*What you have to do*
The answer must consist of each line below that holds the word "anyhow", copied as it stands.

Items from a data source
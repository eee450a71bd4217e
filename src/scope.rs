//! Agency scope resolution.
//!
//! The agency feed is a nested tree: agencies may have sub-agencies, each
//! with their own reference lists. An agency's effective scope is its own
//! references followed by every descendant's, depth-first, children in
//! listed order. Agencies whose flattened scope is empty are omitted.

use anyhow::{Context, Result};
use serde::Deserialize;
use std::collections::BTreeMap;

use crate::models::CfrReference;

#[derive(Debug, Deserialize)]
pub struct AgencyFeed {
    pub agencies: Vec<AgencyNode>,
}

#[derive(Debug, Deserialize)]
pub struct AgencyNode {
    pub name: String,
    #[serde(default)]
    pub cfr_references: Vec<CfrReference>,
    #[serde(default)]
    pub children: Vec<AgencyNode>,
}

pub fn parse_agency_feed(bytes: &[u8]) -> Result<AgencyFeed> {
    serde_json::from_slice(bytes).with_context(|| "Failed to parse agency feed")
}

/// Flatten the tree into one scope per top-level agency, rebuilt wholesale
/// on every ingestion run.
pub fn resolve_agency_scopes(feed: &AgencyFeed) -> BTreeMap<String, Vec<CfrReference>> {
    let mut scopes = BTreeMap::new();
    for agency in &feed.agencies {
        let refs = collect_references(agency);
        if !refs.is_empty() {
            scopes.insert(agency.name.clone(), refs);
        }
    }
    scopes
}

// The upstream tree is acyclic by construction, so plain recursion over a
// finite tree terminates without a cycle guard.
fn collect_references(agency: &AgencyNode) -> Vec<CfrReference> {
    let mut refs = agency.cfr_references.clone();
    for child in &agency.children {
        refs.extend(collect_references(child));
    }
    refs
}
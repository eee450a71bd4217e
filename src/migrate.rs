use anyhow::Result;
use sqlx::SqlitePool;

use crate::config::Config;
use crate::db;

pub async fn run_migrations(config: &Config) -> Result<()> {
    let pool = db::connect(config).await?;
    apply_schema(&pool).await?;
    pool.close().await;
    Ok(())
}

/// Idempotent schema creation, shared by `regc init` and tests.
pub async fn apply_schema(pool: &SqlitePool) -> Result<()> {
    // Create agency metrics table
    sqlx::query(
        r#"
        CREATE TABLE IF NOT EXISTS agency_metrics (
            id INTEGER PRIMARY KEY,
            name TEXT NOT NULL UNIQUE,
            scope TEXT NOT NULL DEFAULT '[]',
            section_count INTEGER NOT NULL DEFAULT 0,
            word_count INTEGER NOT NULL DEFAULT 0,
            updated_at INTEGER NOT NULL
        )
        "#,
    )
    .execute(pool)
    .await?;

    // Index for the top-by-word-count query
    sqlx::query(
        "CREATE INDEX IF NOT EXISTS idx_agency_metrics_word_count ON agency_metrics(word_count DESC)",
    )
    .execute(pool)
    .await?;

    Ok(())
}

*Completed exercise*
use anyhow::{Context, Result};
use anyhow::Result;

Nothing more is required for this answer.